The "devil" is in the client/agency agreement investors must sign when they open an investment account. It's called "mandatory arbitration" and it works like this: If you think you've been cheated, lied to or scammed by a broker, you must resolve the dispute before a three-person panel of "expert" industry types selected by the financial-service industry's tainted self-regulator, the Financial Industry National Regulatory Authority (FINRA).

Signing the agreement bars you from taking your complaint into court. The panel's decision is not only final, you won't even be told why you won or lost. And there are no appeals. About 70 percent of the time these industry-stacked panels tell aggrieved investors to shut up and lick their wounds.

All of this is about to change if the Securities and Exchange Commission, headed by former FINRA chief Mary Schapiro, allows investors to select "all public" panels to settle disputes.

Bravo! you cheer. The devil has lost his horns! Everyday people will be more sympathetic! Yes, they wil l-- but the brokers will also win. By allowing investors to choose all-public panels, FINRA subtly trashes the Dodd-Frank financial regulatory provision that does away with mandatory arbitration altogether and allows investors to go to court.

On the surface, many investors are inclined to see all-public panels of industry outsiders as a step in the direction of fairness. But look a little deeper and you'll discover a more insidious problem.

Industry types argue that going to court is expensive for all concerned. So why not keep arbitration on the books? It's cheaper, faster and investors get the advantage of sympathetic citizens to weigh your case. Yet at the same time, brokers dodge a bullet: With arbitration still in place, brokers can game their clients and not worry about having to do time in the old gray bar hotel.

Arbitration also relieves brokers of a fiduciary responsibility to act in the best interests of their clients; "suitability," a term of art, remains their only obligation in making financial recommendations.

When you buy a suitable financial product, you own it. The broker makes a commission and you take all the risk. Are you savvy enough to know what is truly suitable for your level of risk? Most investors rely on their brokers to make that determination.
The overwhelming majority of brokers want to keep arbitration alive; this should give you a hint of whose interests they really care about.

In an October 18 poll by Investment News, brokers were asked if mandatory arbitration should be ended. About 30 percent responded "yes." But more than twice that number, 69.8 percent, endorsed arbitration.

In an interview yesterday, TD Ameritrade Trust Co. President Skip Schweiss told Investment News, "I see a lot of eyes widen when I talk about this one." This is hardly surprising. As long as arbitration stays on the books, the industry makes up the rules.

Like Forrest Gump's box of chocolates, each panel is different. You never know what you're going to get, let alone why you're getting it. Unlike a court of law, arbitration panels aren't bound to disclose their deliberations; evidence isn't openly vetted. On the other hand, if lose in court, you can appeal. There are no appeals from arbitration -- and this is perhaps the most devious devil in the industry's bag of tricks.

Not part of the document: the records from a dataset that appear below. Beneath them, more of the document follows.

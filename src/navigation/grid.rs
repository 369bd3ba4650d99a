use bevy::prelude::*;
use std::sync::Arc;
use super::types::{CellRect, GridCell, Point2D};

pub const WALKABLE: u8 = 0;
pub const BLOCKED: u8 = 1;

/// Dense walkability grid for one navigation domain.
///
/// One byte per cell, row-major (`y * width + x`), `WALKABLE` or `BLOCKED`.
/// The cell buffer sits behind an `Arc` so cloning the grid (or handing the
/// buffer to another thread) never copies it. Searches only ever read it.
///
/// # Coordinates
///
/// - **world → grid:** `floor(world * scale + offset)`
/// - **grid → world:** `(grid + 0.5 - offset) / scale` (cell centre)
///
/// `offset_x`/`offset_z` are expressed in cells. World `z` maps to grid `y`.
///
/// # Example
///
/// ```rust,ignore
/// let mut grid = WalkabilityGrid::new(64, 64, 1.0, 32.0, 32.0, 0.1);
/// grid.set_walkable(10, 10, true);
///
/// if let Some(cell) = grid.nearest_walkable(Point2D::new(-21.7, -22.2)) {
///     let waypoint = grid.grid_to_world(cell);
/// }
/// ```
#[derive(Clone, Debug, PartialEq)]
pub struct WalkabilityGrid {
    pub width: usize,
    pub height: usize,
    /// Cells per world unit.
    pub scale: f32,
    pub offset_x: f32,
    pub offset_z: f32,
    /// World Y of every point returned for this grid.
    pub domain_height: f32,
    cells: Arc<Vec<u8>>,
}

impl Default for WalkabilityGrid {
    fn default() -> Self {
        Self::new(0, 0, 1.0, 0.0, 0.0, 0.0)
    }
}

impl WalkabilityGrid {
    /// Allocate a fully blocked grid.
    pub fn new(width: usize, height: usize, scale: f32, offset_x: f32, offset_z: f32, domain_height: f32) -> Self {
        Self {
            width,
            height,
            scale,
            offset_x,
            offset_z,
            domain_height,
            cells: Arc::new(vec![BLOCKED; width * height]),
        }
    }

    /// Fully walkable grid with the origin at grid (0, 0). Mostly for tests and tools.
    pub fn open(width: usize, height: usize) -> Self {
        let mut grid = Self::new(width, height, 1.0, 0.0, 0.0, 0.0);
        grid.fill(true);
        grid
    }

    /// Build from rows of text, `#` blocked and anything else walkable.
    /// Row 0 is grid `y = 0`.
    pub fn from_ascii(rows: &[&str]) -> Self {
        let height = rows.len();
        let width = rows.iter().map(|r| r.len()).max().unwrap_or(0);
        let mut grid = Self::new(width, height, 1.0, 0.0, 0.0, 0.0);
        for (y, row) in rows.iter().enumerate() {
            for (x, ch) in row.bytes().enumerate() {
                if ch != b'#' {
                    grid.set_walkable(x, y, true);
                }
            }
        }
        grid
    }

    #[inline]
    pub fn is_empty(&self) -> bool {
        self.width == 0 || self.height == 0
    }

    #[inline]
    pub fn len(&self) -> usize {
        self.cells.len()
    }

    #[inline]
    pub fn cell_index(&self, x: usize, y: usize) -> usize {
        y * self.width + x
    }

    #[inline]
    pub fn in_bounds(&self, x: usize, y: usize) -> bool {
        x < self.width && y < self.height
    }

    #[inline]
    pub fn in_bounds_signed(&self, x: i64, y: i64) -> bool {
        x >= 0 && y >= 0 && (x as usize) < self.width && (y as usize) < self.height
    }

    /// Out-of-bounds cells are blocked.
    #[inline]
    pub fn is_walkable(&self, x: usize, y: usize) -> bool {
        self.in_bounds(x, y) && self.cells[self.cell_index(x, y)] == WALKABLE
    }

    #[inline]
    pub fn is_walkable_cell(&self, cell: GridCell) -> bool {
        self.is_walkable(cell.x, cell.y)
    }

    #[inline]
    pub fn is_walkable_signed(&self, x: i64, y: i64) -> bool {
        self.in_bounds_signed(x, y) && self.cells[self.cell_index(x as usize, y as usize)] == WALKABLE
    }

    /// Mark a cell. Only valid while the grid is being built; if the buffer is
    /// already shared this copies it first.
    pub fn set_walkable(&mut self, x: usize, y: usize, walkable: bool) {
        if !self.in_bounds(x, y) {
            return;
        }
        let idx = self.cell_index(x, y);
        Arc::make_mut(&mut self.cells)[idx] = if walkable { WALKABLE } else { BLOCKED };
    }

    pub fn fill(&mut self, walkable: bool) {
        let value = if walkable { WALKABLE } else { BLOCKED };
        Arc::make_mut(&mut self.cells).fill(value);
    }

    /// Raw cell buffer.
    #[inline]
    pub fn cells(&self) -> &[u8] {
        &self.cells
    }

    /// Shared handle to the cell buffer.
    pub fn shared_cells(&self) -> Arc<Vec<u8>> {
        Arc::clone(&self.cells)
    }

    pub fn walkable_count(&self) -> usize {
        self.cells.iter().filter(|&&c| c == WALKABLE).count()
    }

    /// The whole grid as an inclusive rectangle. `None` for an empty grid.
    pub fn bounds(&self) -> Option<CellRect> {
        if self.is_empty() {
            return None;
        }
        Some(CellRect::new(0, 0, self.width - 1, self.height - 1))
    }

    /// Unclamped projection of a world position onto grid coordinates.
    #[inline]
    pub fn world_to_grid(&self, world: Point2D) -> (i64, i64) {
        let gx = (world.x * self.scale + self.offset_x).floor();
        let gy = (world.z * self.scale + self.offset_z).floor();
        (gx as i64, gy as i64)
    }

    /// Projection that fails for positions outside the grid.
    pub fn world_to_cell(&self, world: Point2D) -> Option<GridCell> {
        if !world.is_finite() {
            return None;
        }
        let (gx, gy) = self.world_to_grid(world);
        self.in_bounds_signed(gx, gy).then(|| GridCell::new(gx as usize, gy as usize))
    }

    /// Clamp signed grid coordinates into the grid. `None` for an empty grid.
    pub fn clamp_cell(&self, x: i64, y: i64) -> Option<GridCell> {
        if self.is_empty() {
            return None;
        }
        let cx = x.clamp(0, self.width as i64 - 1) as usize;
        let cy = y.clamp(0, self.height as i64 - 1) as usize;
        Some(GridCell::new(cx, cy))
    }

    /// Cell centre on the ground plane.
    #[inline]
    pub fn grid_to_point(&self, cell: GridCell) -> Point2D {
        Point2D::new(
            (cell.x as f32 + 0.5 - self.offset_x) / self.scale,
            (cell.y as f32 + 0.5 - self.offset_z) / self.scale,
        )
    }

    /// Cell centre at this domain's height.
    #[inline]
    pub fn grid_to_world(&self, cell: GridCell) -> Vec3 {
        let p = self.grid_to_point(cell);
        Vec3::new(p.x, self.domain_height, p.z)
    }

    /// Closest walkable cell to a world position.
    ///
    /// Tests the direct projection (clamped into the grid) first, then scans
    /// square rings of growing Chebyshev radius. The first ring holding any
    /// walkable cell wins; within it the cell with the smallest squared grid
    /// distance to the projection is returned.
    pub fn nearest_walkable(&self, world: Point2D) -> Option<GridCell> {
        if !world.is_finite() {
            return None;
        }
        let (gx, gy) = self.world_to_grid(world);
        let center = self.clamp_cell(gx, gy)?;
        self.nearest_walkable_to(center)
    }

    /// Ring scan around an in-bounds cell.
    pub fn nearest_walkable_to(&self, center: GridCell) -> Option<GridCell> {
        if self.is_walkable_cell(center) {
            return Some(center);
        }

        let cx = center.x as i64;
        let cy = center.y as i64;
        let max_radius = self.width.max(self.height) as i64;

        for r in 1..=max_radius {
            let mut best: Option<(i64, GridCell)> = None;
            for dy in -r..=r {
                let on_edge_row = dy == -r || dy == r;
                let step = if on_edge_row { 1 } else { 2 * r as usize };
                for dx in (-r..=r).step_by(step) {
                    let (x, y) = (cx + dx, cy + dy);
                    if !self.is_walkable_signed(x, y) {
                        continue;
                    }
                    let d2 = dx * dx + dy * dy;
                    if best.is_none_or(|(bd, _)| d2 < bd) {
                        best = Some((d2, GridCell::new(x as usize, y as usize)));
                    }
                }
            }
            if let Some((_, cell)) = best {
                return Some(cell);
            }
        }
        None
    }
}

Former SunTrust Bank senior analyst Harwood S. Nichols comes down in the middle of the debate.

"An outsider is bound to assume that panels are stacked against them, given that some knowledge of the industry and the complexity of the products require a certain level of sophistication and results in insiders being on the panels," Nichols explains. "You could hardly have three guys from Joe's Bar & Grill sitting in judgment."

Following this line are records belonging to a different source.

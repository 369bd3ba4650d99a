use bevy::prelude::*;
use std::collections::VecDeque;
use std::time::Instant;
use super::grid::WalkabilityGrid;
use super::types::GridCell;

const UNLABELLED: u32 = u32::MAX;

/// Connected-component label for every walkable cell of a grid.
///
/// Lets a query reject unreachable endpoint pairs in O(1) instead of
/// exhausting the hierarchical search and then the full-grid fallback.
///
/// # Algorithm
///
/// BFS flood fill over orthogonal neighbours. Diagonal moves never cut
/// corners, so any diagonal step is also reachable through its two
/// orthogonal neighbours and 8-connected components equal 4-connected ones.
///
/// # Performance
///
/// - **Build:** O(width × height), once per grid
/// - **Query:** O(1)
/// - **Memory:** 4 bytes per cell
#[derive(Clone, Debug, Default)]
pub struct GridComponents {
    width: usize,
    labels: Vec<u32>,
    count: usize,
}

impl GridComponents {
    pub fn build(grid: &WalkabilityGrid) -> Self {
        let start = Instant::now();
        let mut labels = vec![UNLABELLED; grid.len()];
        let mut queue = VecDeque::new();
        let mut count = 0u32;

        for y in 0..grid.height {
            for x in 0..grid.width {
                let idx = grid.cell_index(x, y);
                if labels[idx] != UNLABELLED || !grid.is_walkable(x, y) {
                    continue;
                }
                labels[idx] = count;
                queue.push_back((x, y));
                while let Some((cx, cy)) = queue.pop_front() {
                    let neighbors = [
                        (cx.wrapping_sub(1), cy),
                        (cx + 1, cy),
                        (cx, cy.wrapping_sub(1)),
                        (cx, cy + 1),
                    ];
                    for (nx, ny) in neighbors {
                        if !grid.is_walkable(nx, ny) {
                            continue;
                        }
                        let nidx = grid.cell_index(nx, ny);
                        if labels[nidx] == UNLABELLED {
                            labels[nidx] = count;
                            queue.push_back((nx, ny));
                        }
                    }
                }
                count += 1;
            }
        }

        debug!("[CONNECTIVITY] {} components over {}x{} cells in {:?}", count, grid.width, grid.height, start.elapsed());
        Self { width: grid.width, labels, count: count as usize }
    }

    /// Component of a walkable cell; `None` for blocked or out-of-bounds cells.
    pub fn component_of(&self, cell: GridCell) -> Option<u32> {
        if cell.x >= self.width {
            return None;
        }
        self.labels
            .get(cell.y * self.width + cell.x)
            .copied()
            .filter(|&l| l != UNLABELLED)
    }

    pub fn connected(&self, a: GridCell, b: GridCell) -> bool {
        match (self.component_of(a), self.component_of(b)) {
            (Some(ca), Some(cb)) => ca == cb,
            _ => false,
        }
    }

    pub fn count(&self) -> usize {
        self.count
    }
}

Nichols adds: "The best advice for investors is to avoid litigation and arbitration by knowing what they are getting into. I would think investors could always vote with their feet and just not do business with firms requiring arbitration."

The SEC will soon call for public comment. In the meantime, investors are advised to follow Nichols' advice: If you don't want to take a chance on being gored, avoid signing up with firms that insist on mandatory arbitration agreements. .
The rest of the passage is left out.